DC Water held a news conference to respond to a report by the Centers for Disease Control and Prevention.
The report concluded that children, pregnant women and those with compromised immune systems were at risk in the 14,800 D.C. homes where a lead service line had been replaced, but the homeowner declined to change the pipe between the service line and the faucet. (Timetable of lead pipe replacements. )
Only about 2,800 homeowners volunteered to pay for replacing the water pipes between the street and their home faucets.
DC Water also said there was a spike in lead levels after the Washington Aqueduct changed the chemical it used to treat water. That chemical, cholarmine, is blamed for leaching lead out of pipes and putting it into the water supply. DC Water says lead levels have declined since the chemical was changed.

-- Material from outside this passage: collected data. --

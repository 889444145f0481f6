/// gRPC server implementation for the identity service
///
/// Implements all RPCs from identity.proto:
/// - Queries: GetUsers, GetUser, GetUserByUsername
/// - Mutations: CreateUser, UpdateUser, DeleteUser
/// - Authentication: AuthenticateUser
///
/// Authorization goes through the same `authz` policy as the REST adapter,
/// before any service call, so both surfaces agree on outcomes.
use crate::authz::{self, Actor, Operation};
use crate::error::IdentityError;
use crate::models::{CreateUser, PublicUser, Role, UpdateUser};
use crate::security::token::TokenIssuer;
use crate::service::users::parse_user_id;
use crate::service::UserService;
use crate::validators;
use tonic::{metadata::MetadataMap, Request, Response, Status};
use tracing::info;

// Import generated protobuf types
pub mod atrium {
    pub mod identity {
        tonic::include_proto!("atrium.identity");
    }
}

use atrium::identity::user_service_server::UserService as UserServiceRpc;
use atrium::identity::*;

/// Identity service gRPC server
#[derive(Clone)]
pub struct IdentityServiceServer {
    service: UserService,
    tokens: TokenIssuer,
}

impl IdentityServiceServer {
    pub fn new(service: UserService, tokens: TokenIssuer) -> Self {
        Self { service, tokens }
    }

    /// Resolve the caller identity from `authorization` metadata.
    ///
    /// A missing header is an anonymous caller (public RPCs proceed); a
    /// present but invalid bearer token is an error.
    async fn actor(&self, metadata: &MetadataMap) -> Result<Option<Actor>, IdentityError> {
        let Some(value) = metadata.get("authorization") else {
            return Ok(None);
        };

        let token = value
            .to_str()
            .ok()
            .and_then(|header| header.strip_prefix("Bearer "))
            .ok_or(IdentityError::Unauthenticated)?;

        let subject = self.tokens.validate(token)?;

        let user = self
            .service
            .get_user_by_username(&subject)
            .await?
            .ok_or(IdentityError::Unauthenticated)?;

        Ok(Some(Actor::from(&user)))
    }
}

fn user_to_proto(user: &PublicUser) -> User {
    User {
        id: user.id.to_string(),
        username: user.username.clone(),
        email: user.email.clone(),
        role: user.role.as_str().to_string(),
        created_at: user.created_at.to_rfc3339(),
    }
}

#[tonic::async_trait]
impl UserServiceRpc for IdentityServiceServer {
    /// List accounts with pagination. Admin only.
    async fn get_users(
        &self,
        request: Request<GetUsersRequest>,
    ) -> std::result::Result<Response<GetUsersResponse>, Status> {
        let actor = self.actor(request.metadata()).await?;
        authz::require(actor.as_ref(), &Operation::ListUsers)?;

        let req = request.into_inner();
        if req.skip < 0 {
            return Err(Status::invalid_argument("skip must be non-negative"));
        }
        let limit = if req.limit == 0 { 100 } else { req.limit };
        if !(1..=100).contains(&limit) {
            return Err(Status::invalid_argument("limit must be between 1 and 100"));
        }

        let users = self.service.get_users(req.skip, limit).await?;

        Ok(Response::new(GetUsersResponse {
            users: users.iter().map(user_to_proto).collect(),
        }))
    }

    /// Fetch one account by id. Admin or owner.
    async fn get_user(
        &self,
        request: Request<GetUserRequest>,
    ) -> std::result::Result<Response<UserResponse>, Status> {
        let actor = self.actor(request.metadata()).await?;
        let req = request.into_inner();

        authz::require(
            actor.as_ref(),
            &Operation::ReadUser {
                target: parse_user_id(&req.id),
            },
        )?;

        let user = self
            .service
            .get_user(&req.id)
            .await?
            .ok_or(IdentityError::NotFound)?;

        Ok(Response::new(UserResponse {
            user: Some(user_to_proto(&user)),
        }))
    }

    /// Fetch one account by username. Public.
    async fn get_user_by_username(
        &self,
        request: Request<GetUserByUsernameRequest>,
    ) -> std::result::Result<Response<UserResponse>, Status> {
        let req = request.into_inner();

        let user = self
            .service
            .get_user_by_username(&req.username)
            .await?
            .ok_or(IdentityError::NotFound)?;

        Ok(Response::new(UserResponse {
            user: Some(user_to_proto(&user)),
        }))
    }

    /// Register a new account. Public.
    async fn create_user(
        &self,
        request: Request<CreateUserRequest>,
    ) -> std::result::Result<Response<UserResponse>, Status> {
        let req = request.into_inner();

        if !validators::validate_username(&req.username) {
            return Err(Status::invalid_argument("Invalid username format"));
        }
        if !validators::validate_email(&req.email) {
            return Err(Status::invalid_argument("Invalid email format"));
        }
        if req.password.is_empty() {
            return Err(Status::invalid_argument("Password must not be empty"));
        }

        let role = if req.role.is_empty() {
            Role::User
        } else {
            Role::from_str(&req.role)
                .ok_or_else(|| Status::invalid_argument("Invalid role"))?
        };

        let new_user = CreateUser {
            username: req.username,
            email: req.email,
            password: req.password,
            role,
        };

        let user = self.service.create_user(&new_user).await?;

        Ok(Response::new(UserResponse {
            user: Some(user_to_proto(&user)),
        }))
    }

    /// Patch an account. Admin or owner; role changes admin only. Only
    /// fields the caller explicitly set are applied.
    async fn update_user(
        &self,
        request: Request<UpdateUserRequest>,
    ) -> std::result::Result<Response<UserResponse>, Status> {
        let actor = self.actor(request.metadata()).await?;
        let req = request.into_inner();

        if let Some(username) = &req.username {
            if !validators::validate_username(username) {
                return Err(Status::invalid_argument("Invalid username format"));
            }
        }
        if let Some(email) = &req.email {
            if !validators::validate_email(email) {
                return Err(Status::invalid_argument("Invalid email format"));
            }
        }
        if let Some(password) = &req.password {
            if password.is_empty() {
                return Err(Status::invalid_argument("Password must not be empty"));
            }
        }
        let role = match req.role.as_deref() {
            Some(role) => {
                Some(Role::from_str(role).ok_or_else(|| Status::invalid_argument("Invalid role"))?)
            }
            None => None,
        };

        authz::require(
            actor.as_ref(),
            &Operation::UpdateUser {
                target: parse_user_id(&req.id),
                changes_role: role.is_some(),
            },
        )?;

        let fields = UpdateUser {
            username: req.username,
            email: req.email,
            password: req.password,
            role,
        };

        let user = self
            .service
            .update_user(&req.id, &fields)
            .await?
            .ok_or(IdentityError::NotFound)?;

        Ok(Response::new(UserResponse {
            user: Some(user_to_proto(&user)),
        }))
    }

    /// Hard-delete an account. Admin or owner.
    async fn delete_user(
        &self,
        request: Request<DeleteUserRequest>,
    ) -> std::result::Result<Response<DeleteUserResponse>, Status> {
        let actor = self.actor(request.metadata()).await?;
        let req = request.into_inner();

        authz::require(
            actor.as_ref(),
            &Operation::DeleteUser {
                target: parse_user_id(&req.id),
            },
        )?;

        if !self.service.delete_user(&req.id).await? {
            return Err(IdentityError::NotFound.into());
        }

        Ok(Response::new(DeleteUserResponse { success: true }))
    }

    /// Verify credentials and issue a bearer token. Public.
    async fn authenticate_user(
        &self,
        request: Request<AuthenticateUserRequest>,
    ) -> std::result::Result<Response<AuthenticateUserResponse>, Status> {
        let req = request.into_inner();

        let user = self
            .service
            .authenticate_user(&req.username, &req.password)
            .await?
            .ok_or(IdentityError::InvalidCredentials)?;

        let token = self.tokens.issue(&user.username)?;

        info!(username = %user.username, "Issued access token");

        Ok(Response::new(AuthenticateUserResponse {
            token,
            user: Some(user_to_proto(&user)),
        }))
    }
}
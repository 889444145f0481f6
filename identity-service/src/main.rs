/// Identity Service Main Entry Point
///
/// Starts both transport surfaces against shared state:
/// - HTTP server (axum) with CORS and request tracing
/// - gRPC server (tonic) with health checks and a correlation-id interceptor
use anyhow::{Context, Result};
use identity_service::{
    config::Settings,
    grpc::atrium::identity::user_service_server::UserServiceServer,
    http::{start_http_server, AppState},
    security::token::TokenIssuer,
    IdentityServiceServer, UserService,
};
use sqlx::postgres::PgPoolOptions;
use std::time::Duration;
use tokio::signal;
use tonic::{metadata::MetadataValue, transport::Server, Request, Status};
use tracing::info;
use uuid::Uuid;

#[tokio::main]
async fn main() -> Result<()> {
    tracing_subscriber::fmt()
        .with_env_filter(
            std::env::var("RUST_LOG").unwrap_or_else(|_| "identity_service=info,info".into()),
        )
        .with_target(false)
        .init();

    info!("Starting identity service");

    // Load configuration
    let settings = Settings::load().context("Failed to load configuration")?;
    info!("Configuration loaded successfully");

    // Initialize database connection pool
    let db_pool = PgPoolOptions::new()
        .max_connections(settings.database.max_connections)
        .acquire_timeout(Duration::from_secs(settings.database.acquire_timeout))
        .connect(&settings.database.url)
        .await
        .context("Failed to connect to PostgreSQL")?;

    info!(
        "Database pool initialized with {} max connections",
        settings.database.max_connections
    );

    // Run database migrations (includes the authoritative unique indexes)
    sqlx::migrate!("./migrations")
        .run(&db_pool)
        .await
        .context("Failed to run database migrations")?;
    info!("Database migrations completed");

    let tokens = TokenIssuer::new(&settings.auth);
    let service = UserService::new(db_pool);

    // HTTP surface
    let state = AppState {
        service: service.clone(),
        tokens: tokens.clone(),
    };
    let http = start_http_server(
        state,
        &settings.server.host,
        settings.server.http_port,
        shutdown_signal(),
    );

    // gRPC surface
    let grpc_addr = format!("{}:{}", settings.server.host, settings.server.grpc_port)
        .parse()
        .context("Invalid gRPC server address")?;

    let (mut health_reporter, health_service) = tonic_health::server::health_reporter();
    health_reporter
        .set_serving::<UserServiceServer<IdentityServiceServer>>()
        .await;

    info!("Starting gRPC server on {}", grpc_addr);

    let grpc = Server::builder()
        .add_service(health_service)
        .add_service(UserServiceServer::with_interceptor(
            IdentityServiceServer::new(service, tokens),
            grpc_server_interceptor,
        ))
        .serve_with_shutdown(grpc_addr, shutdown_signal());

    tokio::try_join!(
        async { http.await.context("HTTP server error") },
        async { grpc.await.context("gRPC server error") },
    )?;

    info!("Identity service shutdown complete");

    Ok(())
}

/// Wait for shutdown signal (Ctrl+C or SIGTERM)
async fn shutdown_signal() {
    let ctrl_c = async {
        signal::ctrl_c()
            .await
            .expect("Failed to install Ctrl+C handler");
    };

    #[cfg(unix)]
    let terminate = async {
        signal::unix::signal(signal::unix::SignalKind::terminate())
            .expect("Failed to install SIGTERM handler")
            .recv()
            .await;
    };

    #[cfg(not(unix))]
    let terminate = std::future::pending::<()>();

    tokio::select! {
        _ = ctrl_c => {
            info!("Received Ctrl+C signal");
        },
        _ = terminate => {
            info!("Received SIGTERM signal");
        },
    }

    info!("Shutting down gracefully...");
}

fn grpc_server_interceptor(mut req: Request<()>) -> std::result::Result<Request<()>, Status> {
    const CORRELATION_HEADER: &str = "x-correlation-id";
    if let Some(existing) = req.metadata().get(CORRELATION_HEADER) {
        if let Ok(val) = existing.to_str() {
            let stored = val.to_string();
            req.extensions_mut().insert::<String>(stored);
        }
    } else {
        let correlation_id = Uuid::new_v4().to_string();
        let value = MetadataValue::try_from(correlation_id.as_str())
            .map_err(|_| Status::internal("failed to set correlation id"))?;
        req.metadata_mut().insert(CORRELATION_HEADER, value);
    }

    Ok(req)
}
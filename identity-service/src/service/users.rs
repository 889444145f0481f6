/// Business logic for account operations
///
/// Thin orchestration over the repository: one method per repository
/// operation, textual id parsing, and projection of stored records down to
/// the externally safe [`PublicUser`] shape. Authorization does not live
/// here; both transport adapters decide it (identically) before calling in.
use crate::db;
use crate::error::Result;
use crate::models::{CreateUser, PublicUser, UpdateUser};
use sqlx::PgPool;
use uuid::Uuid;

/// Parse a textual account id. Structurally invalid ids resolve to `None`
/// (operations on them report not-found rather than a parse error).
pub fn parse_user_id(id: &str) -> Option<Uuid> {
    Uuid::parse_str(id).ok()
}

#[derive(Clone)]
pub struct UserService {
    pool: PgPool,
}

impl UserService {
    pub fn new(pool: PgPool) -> Self {
        Self { pool }
    }

    pub async fn get_users(&self, skip: i64, limit: i64) -> Result<Vec<PublicUser>> {
        let users = db::users::find_all(&self.pool, skip, limit).await?;
        Ok(users.into_iter().map(PublicUser::from).collect())
    }

    pub async fn get_user(&self, id: &str) -> Result<Option<PublicUser>> {
        let Some(id) = parse_user_id(id) else {
            return Ok(None);
        };
        let user = db::users::find_by_id(&self.pool, id).await?;
        Ok(user.map(PublicUser::from))
    }

    pub async fn get_user_by_username(&self, username: &str) -> Result<Option<PublicUser>> {
        let user = db::users::find_by_username(&self.pool, username).await?;
        Ok(user.map(PublicUser::from))
    }

    pub async fn create_user(&self, new_user: &CreateUser) -> Result<PublicUser> {
        let user = db::users::create(&self.pool, new_user).await?;
        Ok(PublicUser::from(user))
    }

    pub async fn update_user(&self, id: &str, fields: &UpdateUser) -> Result<Option<PublicUser>> {
        let Some(id) = parse_user_id(id) else {
            return Ok(None);
        };
        let user = db::users::update(&self.pool, id, fields).await?;
        Ok(user.map(PublicUser::from))
    }

    pub async fn delete_user(&self, id: &str) -> Result<bool> {
        let Some(id) = parse_user_id(id) else {
            return Ok(false);
        };
        db::users::delete(&self.pool, id).await
    }

    pub async fn authenticate_user(
        &self,
        username: &str,
        password: &str,
    ) -> Result<Option<PublicUser>> {
        let user = db::users::authenticate(&self.pool, username, password).await?;
        Ok(user.map(PublicUser::from))
    }
}
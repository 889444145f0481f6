pub mod users;

pub use users::UserService;
//! JavaScript rendition of the query builder targeted by generated programs
//!
//! Emitted in front of the program when the runtime is requested, so the generated file runs
//! on its own.

use super::fragment::Fragment;

pub const QUERY_BUILDER_JS: &str = r#"class QueryBuilder {
  constructor(columns = [], table = "", conditions = []) {
    this.columns = columns;
    this.table = table;
    this.conditions = conditions;
  }

  select(...columns) {
    return new QueryBuilder(columns, this.table, this.conditions);
  }

  from(table) {
    return new QueryBuilder(this.columns, table, this.conditions);
  }

  where(conditions) {
    return new QueryBuilder(this.columns, this.table, conditions);
  }

  execute() {
    let query = `SELECT ${this.columns.join(", ")} FROM ${this.table}`;
    if (this.conditions && this.conditions.length > 0) {
      query += ` WHERE ${this.conditions.join(" AND ")}`;
    }
    console.log("execute", query);
    return query;
  }
}
"#;

/// The runtime as an unpositioned fragment; it produces no mappings
pub fn runtime_fragment() -> Fragment {
    Fragment::unpositioned().text(QUERY_BUILDER_JS)
}
//! Generation diagnostics
//!
//! Every AST the lowerer builds from parsed text renders cleanly. These errors cover trees put
//! together by hand with content the templates cannot embed verbatim.

use serde::Serialize;
use thiserror::Error;

use crate::sqlfluent::ast::range::Position;

#[derive(Debug, Clone, PartialEq, Eq, Serialize, Error)]
pub enum GenerationError {
    #[error("select clause at {position} has no columns")]
    EmptyColumnList { position: Position },
    #[error("{text:?} at {position} cannot be embedded in a string literal")]
    UnsafeLiteral { text: String, position: Position },
    #[error("unsupported operator {operator:?} at {position}, expected '<' or '>'")]
    UnsupportedOperator { operator: String, position: Position },
}

impl GenerationError {
    pub fn position(&self) -> Position {
        match self {
            GenerationError::EmptyColumnList { position }
            | GenerationError::UnsafeLiteral { position, .. }
            | GenerationError::UnsupportedOperator { position, .. } => *position,
        }
    }
}
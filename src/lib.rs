//! # sqlfluent
//!
//! Compiles a tiny query language into a JavaScript program that drives a fluent query
//! builder, along with a source map back to the query text.
//!
//! ```text
//! SELECT column1 FROM table2 WHERE i < 0
//! ```
//!
//! becomes a program calling `.select("column1")`, `.from("table2")`, `.where(["i < 0"])`
//! and `.execute()` on a `QueryBuilder`.
//!
//! Stages, each usable on its own:
//!
//! - [lexing](sqlfluent::lexing): text to positioned tokens
//! - [parsing](sqlfluent::parsing): tokens to a concrete syntax tree
//! - [building](sqlfluent::building): CST to AST
//! - [codegen](sqlfluent::codegen): AST to program text and source map
//!
//! [`Compiler`] runs them all under one [`CompilerConfig`].

pub mod sqlfluent;

pub use sqlfluent::ast::Program;
pub use sqlfluent::codegen::{Generator, SourceMap};
pub use sqlfluent::lexing::tokenize;
pub use sqlfluent::parsing::{GrammarEngine, RecoveryMode};
pub use sqlfluent::pipeline::{CompileError, CompileOutput, Compiler, CompilerConfig, Loader};
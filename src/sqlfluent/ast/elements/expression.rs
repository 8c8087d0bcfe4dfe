//! Expression Node
//!
//!     The single binary comparison a where clause can hold. Both operands are kept as their
//!     literal source text, integers included; the operator is `>` or `<`.
//!
//! Syntax
//!
//!     <expression> = <operand> <whitespace>? <operator> <whitespace>? <operand>
//!     <operand>    = <integer> | <identifier>
//!
//!     Examples:
//!         age > 18
//!         i < 0
//!         3 < limit

use super::super::range::{Position, Range};
use super::super::traits::AstNode;
use serde::Serialize;
use std::fmt;

#[derive(Debug, Clone, PartialEq, Eq, Serialize)]
pub struct Expression {
    pub lhs: String,
    pub operator: String,
    pub rhs: String,
    pub location: Range,
}

impl Expression {
    fn default_location() -> Range {
        Range::new(0..0, Position::new(0, 0), Position::new(0, 0))
    }

    pub fn new(
        lhs: impl Into<String>,
        operator: impl Into<String>,
        rhs: impl Into<String>,
    ) -> Self {
        Self {
            lhs: lhs.into(),
            operator: operator.into(),
            rhs: rhs.into(),
            location: Self::default_location(),
        }
    }

    pub fn at(mut self, location: Range) -> Self {
        self.location = location;
        self
    }

    /// The condition as one string, operands and operator separated by single spaces
    pub fn condition(&self) -> String {
        format!("{} {} {}", self.lhs, self.operator, self.rhs)
    }
}

impl AstNode for Expression {
    fn node_type(&self) -> &'static str {
        "Expression"
    }

    fn display_label(&self) -> String {
        self.condition()
    }

    fn range(&self) -> &Range {
        &self.location
    }
}

impl fmt::Display for Expression {
    fn fmt(&self, f: &mut fmt::Formatter<'_>) -> fmt::Result {
        write!(f, "Expression('{}')", self.condition())
    }
}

Brigid Gutmacher says the water main on her street recently ruptured and was replaced. She says she has new concerns about her water after reading the CDC's report.
"I have a family member with immune problems, so I'm getting (my water) tested," she said.
DC Water says the partial replacement of lead water mains "rattled" the system, essentially shaking loose lead that was able to enter the water supply.
ORIGINAL POST: DC Water will host a press conference Thursday following a recent report by the Center for Disease Control claiming water in thousands of D.C. homes may be contaminated with lead.
The conference is scheduled for 10:30 a.m. at the front entrance of DC Water’s headquarters, located at 5000 Overlook Avenue, SW.
The Washington Post reported Wednesday that nearly 15,000 homes that received new pipes because of lead contamination may still be contaminated.
The CDC says partial pipe replacements may have made the problem worse.